This study was carried out to investigate the virulence of T. congolense strains isolated from African buffaloes (Syncerus caffer) kept inside Hluhluwe-iMfolozi Park (HiP) and from cattle kept by communal farmers near and farther away from wildlife parks in north-eastern KZN, South Africa. The study not only expands on the findings of Van den Bossche (2001) but is also the first to determine the geographical location of virulent T. congolense strains in KZN, South Africa.

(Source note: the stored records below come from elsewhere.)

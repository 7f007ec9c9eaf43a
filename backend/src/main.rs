use std::net::SocketAddr;

use anyhow::Result;
use axum::{http::Method, routing::get, Router};
use tower_http::cors::{Any, CorsLayer};
use tracing::info;

mod domain;
mod io;
mod storage;

use domain::{CategoryService, ExpenseService, StatisticsService};
use storage::{CategoryRepository, DbConnection, ExpenseRepository};

/// Main application state that holds all services
#[derive(Clone)]
pub struct AppState {
    pub expense_service: ExpenseService,
    pub category_service: CategoryService,
    pub statistics_service: StatisticsService<ExpenseRepository, CategoryRepository>,
}

impl AppState {
    /// Wire every service to the given database connection. Store handles
    /// are injected here; no service reads ambient connection state.
    pub fn new(db: DbConnection) -> Self {
        let expense_repository = ExpenseRepository::new(db.clone());
        let category_repository = CategoryRepository::new(db);

        Self {
            expense_service: ExpenseService::new(expense_repository.clone()),
            category_service: CategoryService::new(category_repository.clone()),
            statistics_service: StatisticsService::new(expense_repository, category_repository),
        }
    }
}

/// Create the Axum router with all routes configured
pub fn create_router(state: AppState) -> Router {
    // CORS setup to allow frontend clients to make requests from any origin
    let cors = CorsLayer::new()
        .allow_origin(Any)
        .allow_methods([Method::GET, Method::POST, Method::PUT, Method::DELETE])
        .allow_headers(Any);

    // Set up our application routes
    let api_routes = Router::new()
        .route(
            "/expenses",
            get(io::rest::list_expenses).post(io::rest::create_expense),
        )
        .route(
            "/expenses/:id",
            get(io::rest::get_expense)
                .put(io::rest::update_expense)
                .delete(io::rest::delete_expense),
        )
        .route("/categories", get(io::rest::list_categories))
        .route("/categories/:id", get(io::rest::get_category))
        .route("/statistics/total", get(io::rest::get_statistics_total))
        .route(
            "/statistics/by-category",
            get(io::rest::get_statistics_by_category),
        );

    // Define our main application router
    Router::new()
        .nest("/api", api_routes)
        .route("/ping", get(io::rest::ping))
        .fallback(io::rest::not_found)
        .layer(cors)
        .with_state(state)
}

#[tokio::main]
async fn main() -> Result<()> {
    // Initialize logging
    tracing_subscriber::fmt()
        .with_env_filter(
            tracing_subscriber::EnvFilter::try_from_default_env().unwrap_or_else(|_| "info".into()),
        )
        .init();

    info!("Setting up database");
    let db = DbConnection::init().await?;

    info!("Setting up application state");
    let state = AppState::new(db);

    let app = create_router(state);

    // Start the server
    let addr = SocketAddr::from(([127, 0, 0, 1], 3000));
    let listener = tokio::net::TcpListener::bind(addr).await?;
    info!("Listening on {}", addr);

    axum::serve(listener, app).await?;

    Ok(())
}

Research method and design

Blood samples were collected from cattle at eight communal diptanks and one commercial farm in north-eastern KZN. Five of the eight diptanks were located less than 5 km from wildlife parks. None of the blood samples taken at diptank 1, 3, 5 and 6 (Ekuhlehleni, Khume, Ntabayengwe and Ekuphindisweni, respectively), were parasitologically positive. As a result, only four diptanks: 2, 4, 7 and 8 circled in black (Figure 1) are referred to in the present study. Of these, Mvutshini (28.124369 S; 32.134825 E) and Ocilwane (28.412914 S; 32.992797 E) are situated 2.6 km and 3.7 km from HiP, respectively, whilst Ndumo (26.933675 S; 32.281539 E) lies 2.8 km south of Ndumo Game Reserve. The fourth diptank, Nhlanzana (27.312822 S; 32.237039 E) is located 47.9 km south of Ndumo Game Reserve (Figure 1). Additional sampling was undertaken at Boomerang commercial farm (28.23285 S; 32.298717 E) situated about 10 km away from Charters Creek, the closest protected area harbouring large wild animals. Buffalo blood samples originating from HiP (28.219592 S; 31.947886 E) were obtained in the form of stabilate from the reference collection at the Department of Veterinary Tropical Diseases, Faculty of Veterinary Sciences of the University of Pretoria.

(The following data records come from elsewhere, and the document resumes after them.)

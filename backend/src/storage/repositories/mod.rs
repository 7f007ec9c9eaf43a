pub mod category_repository;
pub mod expense_repository;

pub use category_repository::CategoryRepository;
pub use expense_repository::ExpenseRepository;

FIGURE 1: Map showing the location of the six sampling sites in KwaZulu-Natal Province: Ndumo, Nhlanzana, Mvutshini, Ocilwane, Hhluhluwe-iMfolozi Park and Boomerang commercial farm.

Stabilate preparation
Blood from individual cattle was screened to determine the packed cell volume (PCV) and the presence of trypanosome parasites using the buffy coat dark ground/phase contrast technique (Murray, Murray & McIntyre 1977). Blood samples from infected cattle or cattle symptomatically suspected to be suffering from nagana as determined by low PCV values (Marcotty et al. 2008) were inoculated intraperitoneally in inbred BALB/c mice (Masumu et al. 2006). The inoculated mice were monitored three times a week for the development of parasitaemia by examination of wet blood films prepared from tail-derived blood drops (Herbert & Lumsden 1976). Blood of parasitologically positive mice was used to prepare buffy coat on FTA® elute micro-cards for DNA analysis. The micro-cards were allowed to air-dry and stored in sealed plastic bags at room temperature until use. The remaining blood was stored as stabilate at -180 °C until required. In total, 26 stabilates were prepared, amongst which 5 originated from buffaloes, 13 from cattle near wildlife parks and 8 from cattle kept away from parks.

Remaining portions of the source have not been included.